MASTER OF SCIENCE IN SUSTAINABLE MANAGEMENT ONLINE
Sustainability is the key to giving today's businesses a competitive edge – financially, environmentally, and socially. Our Master of Science in Sustainable Management provides you with the knowledge and skills to be effective leaders within business, industry, and nonprofit organizations.
Parkside's Sustainable Management master's is an online program designed for working adults with real-world experience. It offers flexibility and value so you can balance academics with family, work, and other commitments.
The "triple bottom line" concept that is key to sustainability involves taking people (vibrant communities), planet (a healthy environment), and profits (strong profitability) into consideration. This means success is no longer defined only by monetary gain but also by an organization's impact on society as a whole.
How to Apply
The Master of Science in Sustainable Management is a graduate degree program designed for students who already have a bachelor's degree. The admissions requirements are as follows:
- Application Fee
- All undergraduate transcripts
- Two letters of recommendation
- Statement of personal intent
- For priority consideration, candidates should apply no later than two (2) weeks prior to the start of the semester they wish to begin.
- Student can enter the Masters program in Sustainable Management in the Fall, Spring, or Summer terms.
If you have a bachelor's degree from a regionally or nationally accredited university and a cumulative grade point average (GPA) of 3.0, you may apply directly to the program. Students with a GPA of less than 3.0 may be considered for provisional admission but should speak with an adviser.
Interested students should complete an electronic application and submit official transcripts, a statement of up to 1,000 words, 2 letters of recommendation, and a resume.

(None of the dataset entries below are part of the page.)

//! Hit-counting analysis cache stores
//!
//! [`AnalysisCache`] is the seam callers inject. Two in-process stores ship
//! with the crate:
//! - [`MemoryCache`]: unbounded, `DashMap`-backed, for tests and single runs
//! - [`BoundedCache`]: moka-backed with capacity and TTL eviction

use crate::entry::CachedAnalysis;
use crate::error::CacheError;
use async_trait::async_trait;
use dashmap::DashMap;
use decomp_model::AnalysisHash;
use moka::future::Cache;
use parking_lot::Mutex;
use std::fmt::Debug;
use std::sync::Arc;
use std::time::Duration;

/// Key/value store for analysis results
///
/// A hit increments the stored `hit_count` by exactly one and returns the
/// updated entry. A miss has no side effects. `set` is last-writer-wins.
#[async_trait]
pub trait AnalysisCache: Send + Sync + Debug {
    /// Look up an entry, counting the hit
    async fn get(&self, hash: &AnalysisHash) -> Result<Option<CachedAnalysis>, CacheError>;

    /// Store an entry, replacing any previous one
    async fn set(&self, hash: AnalysisHash, entry: CachedAnalysis) -> Result<(), CacheError>;
}

fn record_lookup(backend: &'static str, hash: &AnalysisHash, hit: Option<&CachedAnalysis>) {
    match hit {
        Some(entry) => {
            metrics::counter!("decomp_cache_hits_total").increment(1);
            tracing::debug!(backend, %hash, hit_count = entry.hit_count, "analysis cache hit");
        }
        None => {
            metrics::counter!("decomp_cache_misses_total").increment(1);
            tracing::debug!(backend, %hash, "analysis cache miss");
        }
    }
}

/// Unbounded in-memory store
///
/// Increments happen under the map's shard lock so concurrent readers never
/// lose an update.
#[derive(Debug, Default)]
pub struct MemoryCache {
    entries: DashMap<AnalysisHash, CachedAnalysis>,
}

impl MemoryCache {
    /// Create empty store
    #[inline]
    #[must_use]
    pub fn new() -> Self {
        Self::default()
    }

    /// Number of stored entries
    #[inline]
    #[must_use]
    pub fn len(&self) -> usize {
        self.entries.len()
    }

    /// True if nothing is stored
    #[inline]
    #[must_use]
    pub fn is_empty(&self) -> bool {
        self.entries.is_empty()
    }

    /// Drop one entry
    pub fn invalidate(&self, hash: &AnalysisHash) {
        self.entries.remove(hash);
    }
}

#[async_trait]
impl AnalysisCache for MemoryCache {
    async fn get(&self, hash: &AnalysisHash) -> Result<Option<CachedAnalysis>, CacheError> {
        let found = self.entries.get_mut(hash).map(|mut entry| entry.record_hit());
        record_lookup("memory", hash, found.as_ref());
        Ok(found)
    }

    async fn set(&self, hash: AnalysisHash, entry: CachedAnalysis) -> Result<(), CacheError> {
        self.entries.insert(hash, entry);
        Ok(())
    }
}

/// Capacity- and TTL-bounded in-memory store
///
/// Each value sits behind its own mutex so hit counting is serialized per
/// entry while moka handles eviction.
#[derive(Debug, Clone)]
pub struct BoundedCache {
    inner: Cache<AnalysisHash, Arc<Mutex<CachedAnalysis>>>,
}

impl BoundedCache {
    /// Create store with max capacity
    #[inline]
    #[must_use]
    pub fn new(max_capacity: u64) -> Self {
        Self {
            inner: Cache::new(max_capacity),
        }
    }

    /// Create store with time-based expiration
    #[inline]
    #[must_use]
    pub fn with_ttl(max_capacity: u64, ttl: Duration) -> Self {
        Self {
            inner: Cache::builder()
                .max_capacity(max_capacity)
                .time_to_live(ttl)
                .build(),
        }
    }

    /// Get approximate entry count
    #[inline]
    #[must_use]
    pub fn entry_count(&self) -> u64 {
        self.inner.entry_count()
    }

    /// Drop one entry
    #[inline]
    pub async fn invalidate(&self, hash: &AnalysisHash) {
        self.inner.invalidate(hash).await;
    }

    /// Flush pending eviction work
    pub async fn run_pending_tasks(&self) {
        self.inner.run_pending_tasks().await;
    }
}

#[async_trait]
impl AnalysisCache for BoundedCache {
    async fn get(&self, hash: &AnalysisHash) -> Result<Option<CachedAnalysis>, CacheError> {
        let found = self
            .inner
            .get(hash)
            .await
            .map(|slot| slot.lock().record_hit());
        record_lookup("bounded", hash, found.as_ref());
        Ok(found)
    }

    async fn set(&self, hash: AnalysisHash, entry: CachedAnalysis) -> Result<(), CacheError> {
        self.inner.insert(hash, Arc::new(Mutex::new(entry))).await;
        Ok(())
    }
}

#[cfg(test)]
mod tests {
    use super::*;
    use decomp_model::{AnalysisMeta, Decomposition};
    use pretty_assertions::assert_eq;

    fn entry(hash: AnalysisHash, title: &str) -> CachedAnalysis {
        CachedAnalysis::new(
            hash,
            Decomposition::empty("d1", title),
            AnalysisMeta::new("v3", "model-a").with_tokens(1200, 800),
        )
    }

    async fn roundtrip_counts_hits(cache: &dyn AnalysisCache) {
        let hash = AnalysisHash::new([1; 8]);
        let stored = entry(hash, "Payroll");
        let cached_at = stored.cached_at;
        cache.set(hash, stored).await.unwrap();

        for expected in 1..=3 {
            let hit = cache.get(&hash).await.unwrap().unwrap();
            assert_eq!(hit.hit_count, expected);
            assert_eq!(hit.cached_at, cached_at);
            assert_eq!(hit.decomposition.title, "Payroll");
        }
    }

    async fn miss_returns_none(cache: &dyn AnalysisCache) {
        assert!(cache.get(&AnalysisHash::new([9; 8])).await.unwrap().is_none());
    }

    async fn set_overwrites(cache: &dyn AnalysisCache) {
        let hash = AnalysisHash::new([2; 8]);
        cache.set(hash, entry(hash, "first")).await.unwrap();
        cache.get(&hash).await.unwrap();
        cache.set(hash, entry(hash, "second")).await.unwrap();

        let hit = cache.get(&hash).await.unwrap().unwrap();
        assert_eq!(hit.decomposition.title, "second");
        assert_eq!(hit.hit_count, 1);
    }

    #[tokio::test]
    async fn memory_cache_semantics() {
        let cache = MemoryCache::new();
        roundtrip_counts_hits(&cache).await;
        miss_returns_none(&cache).await;
        set_overwrites(&cache).await;
        assert_eq!(cache.len(), 2);

        cache.invalidate(&AnalysisHash::new([1; 8]));
        assert_eq!(cache.len(), 1);
    }

    #[tokio::test]
    async fn bounded_cache_semantics() {
        let cache = BoundedCache::new(100);
        roundtrip_counts_hits(&cache).await;
        miss_returns_none(&cache).await;
        set_overwrites(&cache).await;
        cache.run_pending_tasks().await;
        assert_eq!(cache.entry_count(), 2);
    }

    #[tokio::test]
    async fn bounded_cache_stays_within_capacity() {
        let cache = BoundedCache::new(4);
        for i in 0..20u8 {
            let hash = AnalysisHash::new([i; 8]);
            cache.set(hash, entry(hash, "flow")).await.unwrap();
        }
        cache.run_pending_tasks().await;
        assert!(cache.entry_count() <= 4);
    }

    #[tokio::test]
    async fn miss_does_not_create_entry() {
        let cache = MemoryCache::new();
        miss_returns_none(&cache).await;
        assert!(cache.is_empty());
    }

    #[tokio::test]
    async fn invalidate_removes_entry() {
        let cache = BoundedCache::new(10);
        let hash = AnalysisHash::new([3; 8]);
        cache.set(hash, entry(hash, "gone")).await.unwrap();
        cache.invalidate(&hash).await;
        assert!(cache.get(&hash).await.unwrap().is_none());
    }

    #[tokio::test(flavor = "multi_thread", worker_threads = 4)]
    async fn concurrent_hits_are_not_lost() {
        let caches: Vec<Arc<dyn AnalysisCache>> =
            vec![Arc::new(MemoryCache::new()), Arc::new(BoundedCache::new(10))];

        for cache in caches {
            let hash = AnalysisHash::new([7; 8]);
            cache.set(hash, entry(hash, "hot")).await.unwrap();

            let tasks: Vec<_> = (0..50)
                .map(|_| {
                    let cache = Arc::clone(&cache);
                    tokio::spawn(async move { cache.get(&hash).await.unwrap().is_some() })
                })
                .collect();
            for task in tasks {
                assert!(task.await.unwrap());
            }

            let last = cache.get(&hash).await.unwrap().unwrap();
            assert_eq!(last.hit_count, 51);
        }
    }
}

Five University of Wisconsin System campuses – UW-Green Bay, UW-Oshkosh, UW-Parkside, UW-Stout, and UW-Superior – collaborate to offer this 14-course online sustainable management master's program. Faculty members have developed a cutting-edge curriculum, combined with input from industry leaders, to ensure the program's learning objectives are up to date and of value to future employers.
Careers after Parkside
Students who graduate with a Master of Science in Sustainable Management can expect to have a strong foundation for leading change in their current organizations or building new careers that require systems-thinking skills.
Dr. Sahar Bahmani
Director of the Center for Economic Education (CEE)
Dr. Bahmani received her B.A. in Economics and Political Science from UW-Madison in 2003, her M.A. in Economics in 2004 from UW-Milwaukee, and her Ph.D. in Economics in 2007. Professor Bahmani has published over 25 articles on money market dynamics in such journals as Empirical Economics, Journal of Economics and Finance, Journal of Developing Areas, Economics Bulletin, and Applied Economics.
Gwendolyn Miller, joined UW-Parkside in 1987. She has a B.A. in English from UW-Parkside and an M.A. in Administrative Leadership (concentration in Adult and Continuing Education) from UW-Milwaukee. Additional teaching experience includes U.W. Independent Learning, Gateway Technical College, and St. Catherine’s High School. Ms. Miller teaches courses in writing and literature.
Dr. Richard Walasek
Professor of Geography
Chair of the Geography Department
Dr. Walasek, joined UW-Parkside in 1979. He has a B.S. in Landscape Architecture (Natural Resources) from UW-Madison and an M.S. and Ph.D. in Geography from the University of Illinois-Urbana. Dr. Walasek teaches courses in economic, environmental, and human geography. He believes that geographers are spatial people and that the Earth must be protected.
Dr. Joy Wolf
Professor of Biogeography
Dr. Wolf, joined the UW-Parkside faculty in 2000. Her B.S. in Applied Sociology and M.A. in Geography come from Northern Arizona University, and her Ph.D. in Biogeography is from the University of Colorado at Boulder. Visit her webpage to learn about her research in a variety of plant communities including old-growth mixed-conifer forests in North Rim of the Grand Canyon National Park, Arizona; grasslands in Rocky Mountain National Park, Colorado; riparian corridors in central Arizona and Wisconsin; and oak savanna, maple-beech forests, and ephemeral ponds in Wisconsin.